My issue is I have never used Windows 8.1 and wonder how big a change it will be from Win 7.

Is it possible to downgrade to Win7 from Win8.1?
Does anyone have any advice? This is a laptop, not a tablet and I have heard Win8 is much better suited for a tablet.
I have no intention of discarding my keyboard for using the LCD as a touchscreen interface.

Should I re-consider my decision?

Any feedback is appreciated.

>>>>>

Wanted to add some further information on how I plan to use the laptop.

I want to use EssentialPIM ( Personal Information Manager to manage Outlook and Other MS Office 2010 files)
Use skype for online learning (Russian Language)
Load Russian Language / keyboard support.
Use browser for research (language, culture and other misc. topics)
Stream movies, videos etc.

That is pretty much it.
Can I do this with win8.1?
Will it work with files created on a Win7 box with Office 2010?

Again, TIF (Thanks in Advance)
 
It's been 2 hours and no one has ... yet.
Touch is not necessary to use 8.
If not immediately fascinated with the tiled start screen, find a way to stay with Windows 7.

http://www.eightforums.com/tutorials/13326-downgrade-windows-8-windows-7-a.html

http://www.eightforums.com/installation-setup/26919-how-do-i-downgrade-windows-7-a.html

Also, you could try 8.1 enterprise for free if you have an available HDD or SSD to install separately.

Download Windows 8.1 Enterprise Evaluation

Have you tried using 8.1 at the retailer's sales desk?
Are you familiar with imaging systems?

http://www.eightforums.com/tutorials/8956-system-image-create-windows-8-a.html
http://www.eightforums.com/software-apps/18540-best-imaging-software-suggestions.html

Windows 7 is familiar. Windows 8 is different.

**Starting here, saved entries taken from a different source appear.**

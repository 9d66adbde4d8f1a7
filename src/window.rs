use minifb::{Key, KeyRepeat, Scale, Window, WindowOptions};

use chip8vm::{FrameBuffer, HEIGHT, WIDTH};

/// The host window: shows the frame buffer and reads the keypad.
pub struct Screen {
    pub window: Window,
}

impl Screen {
    pub fn new(scale: Scale) -> Result<Self, minifb::Error> {
        let mut window = Window::new(
            "chip8vm - ESC to exit",
            WIDTH,
            HEIGHT,
            WindowOptions {
                scale,
                ..WindowOptions::default()
            },
        )?;
        window.set_position(500, 300);
        // Limit to max ~60 fps update rate
        window.limit_update_rate(Some(std::time::Duration::from_micros(16600)));
        Ok(Self { window })
    }

    pub fn is_running(&self) -> bool {
        self.window.is_open() && !self.window.is_key_pressed(Key::Escape, KeyRepeat::Yes)
    }

    /// Cells are already 0 / 0xFFFFFFFF, which minifb shows as black / white.
    pub fn draw(&mut self, frame: &FrameBuffer) -> Result<(), minifb::Error> {
        self.window.update_with_buffer(frame.pixels(), WIDTH, HEIGHT)
    }

    /// Pumps window events without touching the picture.
    pub fn update(&mut self) {
        self.window.update();
    }

    pub fn held_keys(&self) -> [bool; 16] {
        let mut keys = [false; 16];
        for key in self.window.get_keys() {
            if let Some(n) = key_to_num(key) {
                keys[n as usize] = true;
            }
        }
        keys
    }
}

pub fn scale_from(factor: u32) -> Option<Scale> {
    match factor {
        1 => Some(Scale::X1),
        2 => Some(Scale::X2),
        4 => Some(Scale::X4),
        8 => Some(Scale::X8),
        16 => Some(Scale::X16),
        32 => Some(Scale::X32),
        _ => None,
    }
}

/// ```text
/// |1|2|3|C|      |1|2|3|4|
/// |4|5|6|D|  ->  |Q|W|E|R|
/// |7|8|9|E|  ->  |A|S|D|F|
/// |A|0|B|F|      |Z|X|C|V|
/// ```
pub fn key_to_num(key: Key) -> Option<u8> {
    match key {
        Key::Key1 => Some(0x1),
        Key::Key2 => Some(0x2),
        Key::Key3 => Some(0x3),
        Key::Key4 => Some(0xC),
        Key::Q => Some(0x4),
        Key::W => Some(0x5),
        Key::E => Some(0x6),
        Key::R => Some(0xD),
        Key::A => Some(0x7),
        Key::S => Some(0x8),
        Key::D => Some(0x9),
        Key::F => Some(0xE),
        Key::Z => Some(0xA),
        Key::X => Some(0x0),
        Key::C => Some(0xB),
        Key::V => Some(0xF),
        _ => None,
    }
}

http://www.eightforums.com/general-support/14648-difference-between-windows-7-8-a.html

Also, search differences between 7 and 8 (Bing or Google or whatever)
 
8 is fine on a new machine. Use something like classic shell if you want a start menu. You don't have to give up the keyboard and use the touchscreen. I have numerous touch devices and I never touch them.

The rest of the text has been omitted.